The song features moments that are some of the band’s most influential, ranging from the intricate guitars in the introduction to the distinct dynamic changes and Kirk Hammett’s guitar solo. It was also the first Metallica single to feature the band’s new bassist, Jason Newsted, who had entered the fold after the death of Cliff Burton. Production on the song and album was helmed by Danish producer Flemming Rasmussen, who had previously worked with the band on Ride the Lightning in 1984 and, two years later, on Master of Puppets

Written by frontman James Hetfield and drummer Lars Ulrich, ‘One’ is an anti-war song, which may come as a surprise. However, this is precisely the type of density that has made Metallica one of the most well-respected metal bands of all time. 

The lyrics are based on the 1939 novel Johnny Got His Gun, by iconic writer Dalton Trumbo, a classic critique of the horrors of World War I. Hetfield was introduced to the book by his older brother, David Hale, who once had a stint in Metallica. 

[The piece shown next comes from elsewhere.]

//! Speech collaborators: transcription and synthesis clients.

mod stt;
mod synth;

pub use stt::{transcribe_with_timeout, HttpTranscriber, MockTranscriber, Transcriber};
pub use synth::{SynthClient, SynthEngine};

One passage, in particular, inspired the song. It reads: “How could a man lose as much of himself as I have and still live? When a man buys a lottery ticket you never expect him to win because it’s a million to one shot. But if he does win, you’ll believe it because one in a million still leaves one. If I’d read about a guy like me in the paper, I wouldn’t believe it, cos it’s a million to one. But a million to ONE always leaves one. I’d never expect it to happen to me because the odds of it happening are a million to one. But a million to one always leaves one. One.”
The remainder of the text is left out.